• ACTION ITEM
Print the records exactly. Every mark must remain.

• DATA FOR PROCESSING

══════════════════════════════

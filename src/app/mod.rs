// SPDX-License-Identifier: GPL-3.0-or-later
// src/app/mod.rs
//
// COSMIC application wiring and main app struct.

pub mod document;
pub mod message;
pub mod model;
pub mod update;
pub mod view;

pub use message::AppMessage;
pub use model::AppModel;

use cosmic::app::Core;
use cosmic::cosmic_config::{self, CosmicConfigEntry};
use cosmic::iced::keyboard::{self, Key, Modifiers, key::Named};
use cosmic::iced::{Subscription, window};
use cosmic::{Action, ApplicationExt, Element, Task};

use crate::Args;
use crate::config::AppConfig;
use crate::fl;

/// Flags passed from `main` into the application.
#[derive(Debug, Clone)]
pub enum Flags {
    Args(Args),
}

/// Main application type.
pub struct CropApp {
    core: Core,
    pub model: AppModel,
    pub config: AppConfig,
}

impl cosmic::Application for CropApp {
    type Executor = cosmic::SingleThreadExecutor;
    type Flags = Flags;
    type Message = AppMessage;

    const APP_ID: &'static str = "org.codeberg.cropview.Cropview";

    fn core(&self) -> &Core {
        &self.core
    }

    fn core_mut(&mut self) -> &mut Core {
        &mut self.core
    }

    fn init(core: Core, flags: Self::Flags) -> (Self, Task<Action<Self::Message>>) {
        // Load persisted config.
        let config = match cosmic_config::Config::new(Self::APP_ID, AppConfig::VERSION) {
            Ok(handler) => AppConfig::get_entry(&handler).unwrap_or_else(|(errs, config)| {
                for e in errs {
                    log::warn!("Invalid config entry: {e}");
                }
                config
            }),
            Err(e) => {
                log::warn!("Config unavailable, using defaults: {e}");
                AppConfig::default()
            }
        };

        let Flags::Args(args) = flags;
        let mut model = AppModel::new(&config);

        // The view has no bounds yet; the overlay reports them on its first event.
        if let Some(path) = args.file {
            update::update(&mut model, &config, AppMessage::OpenPath(path));
        }

        let mut app = Self {
            core,
            model,
            config,
        };
        let title_task = app.update_title();

        (app, title_task)
    }

    fn on_close_requested(&self, _id: window::Id) -> Option<Self::Message> {
        None
    }

    fn update(&mut self, message: Self::Message) -> Task<Action<Self::Message>> {
        let reloads = matches!(message, AppMessage::OpenPath(_) | AppMessage::LoadPath);
        update::update(&mut self.model, &self.config, message);

        if reloads {
            self.update_title()
        } else {
            Task::none()
        }
    }

    fn view(&self) -> Element<'_, Self::Message> {
        view::view(&self.model, &self.config)
    }

    fn subscription(&self) -> Subscription<Self::Message> {
        keyboard::on_key_press(handle_key_press)
    }
}

impl CropApp {
    /// Show the current file name in the window title.
    fn update_title(&mut self) -> Task<Action<AppMessage>> {
        let title = match self
            .model
            .current_path
            .as_ref()
            .and_then(|p| p.file_name())
        {
            Some(name) => format!("{} - {}", name.to_string_lossy(), fl!("app-title")),
            None => fl!("app-title"),
        };

        match self.core.main_window_id() {
            Some(id) => self.set_window_title(title, id),
            None => Task::none(),
        }
    }
}

/// Map raw key presses + modifiers into high-level application messages.
fn handle_key_press(key: Key, modifiers: Modifiers) -> Option<AppMessage> {
    if modifiers.control() && !modifiers.shift() && !modifiers.alt() && !modifiers.logo() {
        return match key.as_ref() {
            Key::Character(ch) if ch.eq_ignore_ascii_case("s") => Some(AppMessage::SaveCropped),
            _ => None,
        };
    }

    match key.as_ref() {
        // Abort an ongoing drag, keeping the last values.
        Key::Named(Named::Escape) => Some(AppMessage::CropPointerLost),
        _ => None,
    }
}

══════════════════════════════

• YOUR SOLUTION
filename src/app/mod.rs
// SPDX-License-Identifier: GPL-3.0-or-later
// src/app/mod.rs
//
// COSMIC application wiring and main app struct.

pub mod document;
pub mod message;
pub mod model;
pub mod update;
pub mod view;

pub use message::AppMessage;
pub use model::AppModel;

use cosmic::app::Core;
use cosmic::cosmic_config::{self, CosmicConfigEntry};
use cosmic::iced::keyboard::{self, Key, Modifiers, key::Named};
use cosmic::iced::{Subscription, window};
use cosmic::{Action, ApplicationExt, Element, Task};

use crate::Args;
use crate::config::AppConfig;
use crate::fl;

/// Flags passed from `main` into the application.
#[derive(Debug, Clone)]
pub enum Flags {
    Args(Args),
}

/// Main application type.
pub struct CropApp {
    core: Core,
    pub model: AppModel,
    pub config: AppConfig,
}

impl cosmic::Application for CropApp {
    type Executor = cosmic::SingleThreadExecutor;
    type Flags = Flags;
    type Message = AppMessage;

    const APP_ID: &'static str = "org.codeberg.cropview.Cropview";

    fn core(&self) -> &Core {
        &self.core
    }

    fn core_mut(&mut self) -> &mut Core {
        &mut self.core
    }

    fn init(core: Core, flags: Self::Flags) -> (Self, Task<Action<Self::Message>>) {
        // Load persisted config.
        let config = match cosmic_config::Config::new(Self::APP_ID, AppConfig::VERSION) {
            Ok(handler) => AppConfig::get_entry(&handler).unwrap_or_else(|(errs, config)| {
                for e in errs {
                    log::warn!("Invalid config entry: {e}");
                }
                config
            }),
            Err(e) => {
                log::warn!("Config unavailable, using defaults: {e}");
                AppConfig::default()
            }
        };

        let Flags::Args(args) = flags;
        let mut model = AppModel::new(&config);

        // The view has no bounds yet; the overlay reports them on its first event.
        if let Some(path) = args.file {
            update::update(&mut model, &config, AppMessage::OpenPath(path));
        }

        let mut app = Self {
            core,
            model,
            config,
        };
        let title_task = app.update_title();

        (app, title_task)
    }

    fn on_close_requested(&self, _id: window::Id) -> Option<Self::Message> {
        None
    }

    fn update(&mut self, message: Self::Message) -> Task<Action<Self::Message>> {
        let reloads = matches!(message, AppMessage::OpenPath(_) | AppMessage::LoadPath);
        update::update(&mut self.model, &self.config, message);

        if reloads {
            self.update_title()
        } else {
            Task::none()
        }
    }

    fn view(&self) -> Element<'_, Self::Message> {
        view::view(&self.model, &self.config)
    }

    fn subscription(&self) -> Subscription<Self::Message> {
        keyboard::on_key_press(handle_key_press)
    }
}

impl CropApp {
    /// Show the current file name in the window title.
    fn update_title(&mut self) -> Task<Action<AppMessage>> {
        let title = match self
            .model
            .current_path
            .as_ref()
            .and_then(|p| p.file_name())
        {
            Some(name) => format!("{} - {}", name.to_string_lossy(), fl!("app-title")),
            None => fl!("app-title"),
        };

        match self.core.main_window_id() {
            Some(id) => self.set_window_title(title, id),
            None => Task::none(),
        }
    }
}

/// Map raw key presses + modifiers into high-level application messages.
fn handle_key_press(key: Key, modifiers: Modifiers) -> Option<AppMessage> {
    if modifiers.control() && !modifiers.shift() && !modifiers.alt() && !modifiers.logo() {
        return match key.as_ref() {
            Key::Character(ch) if ch.eq_ignore_ascii_case("s") => Some(AppMessage::SaveCropped),
            _ => None,
        };
    }

    match key.as_ref() {
        // Abort an ongoing drag, keeping the last values.
        Key::Named(Named::Escape) => Some(AppMessage::CropPointerLost),
        _ => None,
    }
}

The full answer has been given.